Sometimes concert photographs catch celebrities at awkward angles or during less than graceful moments. However, agreeing to be in the public eye puts them in the position of being constantly under a microscope—and it seems as if the occasional unflattering image should be expected.
One artist in particular is being choosy about what photographs are released of her. Currently on her Mrs. Carter Show World Tour, Beyoncé has banned all outside photographers from her shows. The only images the pop star is allowing the press to use are pre-approved by her management, and there are no specific credentials attached to them. The National Press Photographers Association is not taking these restrictions lightly. “What we are suggesting is publications don’t use those photos that are provided as handouts,” said Mickey Osterreicher, general council for the NPPA. “If you want to have press coverage, you have to have the press.”
When Beyoncé’s representative was asked to explain the policy, no answer was given. It is also unclear whether the photos, which are available on photoshelter, are being sold or if they are free. When going to download them it asks for a password, which means it probably costs. What is known for sure is that the images show the superstar in flawless form with not a hair out of place. “It seems these days everyone is trying to control their own content,” Osterreicher said. “Eventually, if you have all the artists doing this, everything is going to be more controlled and less free.”

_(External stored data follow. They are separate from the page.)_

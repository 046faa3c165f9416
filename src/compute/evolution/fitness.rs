//! Fitness evaluation: decode a configuration and score its energy reuse.

use std::collections::BTreeMap;
use std::sync::Arc;

use crate::compute::{EnergySimulator, Timetable};
use crate::schema::{ArmId, IndividualSnapshot, ReuseRule, ScheduleParams, TimetableConfig};

/// Decodes configurations and scores them with a private energy simulator.
///
/// Each evaluator owns its series buffers, so one evaluator per thread.
pub struct FitnessEvaluator {
    params: Arc<ScheduleParams>,
    simulator: EnergySimulator,
    evaluations: u64,
}

impl FitnessEvaluator {
    /// Create a new fitness evaluator.
    pub fn new(params: Arc<ScheduleParams>, rule: ReuseRule) -> Self {
        let simulator = EnergySimulator::new(&params, rule);
        Self {
            params,
            simulator,
            evaluations: 0,
        }
    }

    pub fn params(&self) -> &ScheduleParams {
        &self.params
    }

    /// Evaluations performed so far.
    pub fn evaluations(&self) -> u64 {
        self.evaluations
    }

    /// Total reuse ratio of a configuration.
    pub fn evaluate(&mut self, config: &TimetableConfig) -> f64 {
        self.evaluations += 1;
        let timetable = Timetable::decode(config, &self.params);
        self.simulator.reuse_ratio(&timetable)
    }

    /// Reuse ratio per supply arm.
    pub fn arm_ratios(&mut self, config: &TimetableConfig) -> BTreeMap<ArmId, f64> {
        let timetable = Timetable::decode(config, &self.params);
        self.simulator.arm_ratios(&timetable)
    }

    /// Exportable view of an individual.
    pub fn snapshot(&mut self, individual: &Individual) -> IndividualSnapshot {
        IndividualSnapshot {
            fitness: individual.fitness,
            arm_ratios: self.arm_ratios(&individual.config),
            config: individual.config.clone(),
        }
    }
}

/// A configuration paired with its reuse ratio.
///
/// The fields are private: the only way to obtain an `Individual` is to
/// score a configuration, so the cached fitness always matches it.
#[derive(Debug, Clone, PartialEq)]
pub struct Individual {
    config: TimetableConfig,
    fitness: f64,
}

impl Individual {
    /// Score `config` and wrap it.
    pub fn new(config: TimetableConfig, evaluator: &mut FitnessEvaluator) -> Self {
        let fitness = evaluator.evaluate(&config);
        Self { config, fitness }
    }

    pub fn config(&self) -> &TimetableConfig {
        &self.config
    }

    pub fn fitness(&self) -> f64 {
        self.fitness
    }

    pub fn into_config(self) -> TimetableConfig {
        self.config
    }
}

#[cfg(test)]
mod tests {
    use super::*;

    fn evaluator() -> FitnessEvaluator {
        FitnessEvaluator::new(Arc::new(ScheduleParams::default()), ReuseRule::Absorbed)
    }

    #[test]
    fn test_fitness_evaluator() {
        let mut evaluator = evaluator();
        let config = TimetableConfig::from_params(evaluator.params());

        let fitness = evaluator.evaluate(&config);
        assert!(fitness > 0.0 && fitness < 1.0);
        assert_eq!(evaluator.evaluate(&config), fitness);
        assert_eq!(evaluator.evaluations(), 2);
    }

    #[test]
    fn test_individual_caches_fitness() {
        let mut evaluator = evaluator();
        let config = TimetableConfig::from_params(evaluator.params());
        let expected = evaluator.evaluate(&config);

        let individual = Individual::new(config.clone(), &mut evaluator);
        assert_eq!(individual.fitness(), expected);
        assert_eq!(individual.config(), &config);
        assert_eq!(individual.into_config(), config);
    }

    #[test]
    fn test_snapshot() {
        let mut evaluator = evaluator();
        let config = TimetableConfig::from_params(evaluator.params());
        let individual = Individual::new(config, &mut evaluator);

        let snapshot = evaluator.snapshot(&individual);
        assert_eq!(snapshot.fitness, individual.fitness());
        assert_eq!(snapshot.arm_ratios.len(), 4);
        assert!(snapshot.arm_ratios.values().all(|r| (0.0..=1.0).contains(r)));
    }

    #[test]
    fn test_evaluators_agree() {
        let params = Arc::new(ScheduleParams::default());
        let config = TimetableConfig::from_params(&params);
        let mut a = FitnessEvaluator::new(Arc::clone(&params), ReuseRule::Absorbed);
        let mut b = FitnessEvaluator::new(params, ReuseRule::Absorbed);
        assert_eq!(a.evaluate(&config), b.evaluate(&config));
    }
}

Lady Gaga is another artist who has made specific requests when it comes to the press using photos of her. The artist gave photographers “photo release forms” in the past that contained strict regulations, claiming they can’t sell the photos, they can’t use them for longer than four months and they can’t use the images in ads. In early 2011, the “Pokerface” singer went further and demanded photographers give up their copyrights of their concert photos to her. Paragraph four of the photo release reads: “Photographer hereby acknowledges and agrees that all right, title and interest (including copyright) in and to the Photograph(s) shall be owned by Lady Gaga and Photographer hereby transfers and assigns any such rights to Lady Gaga.”
It’s not uncommon for artists to have photographers fill out these contracts; some allow photographers to shoot for only three songs, tell them to not use camera flashes, or force photographers to stand way in the back instead of the front of the stage. Bands like the Foo Fighters, Arcade Fire and Beastie Boys have all had photographers fill out similar photo releases, but some may be doing it for reasons other than shielding their true appearances from the press. “[I]n my experience it often comes from artists who’ve been stuck having to pay a ton for a shot they want for a box set, merch, etc.,” wrote former TBD.com photographer Jay Westcott in an e-mail. “[H]aving the parameters set for such transactions in a legal document can keep that from happening in the future.”
As for Beyoncé, she began making these demands after BuzzFeed posted photos from her Super Bowl halftime show. One of her representatives asked the website to remove all of the photos of the artist due to their “unflattering” nature, which only helped make the images go viral. But for Osterreicher, if the media is only given photos by artists that are picture perfect, this will directly impede on the First Amendment’s freedom of the press. The media should be able to cover events freely without always having to only report on what publicists want them to release.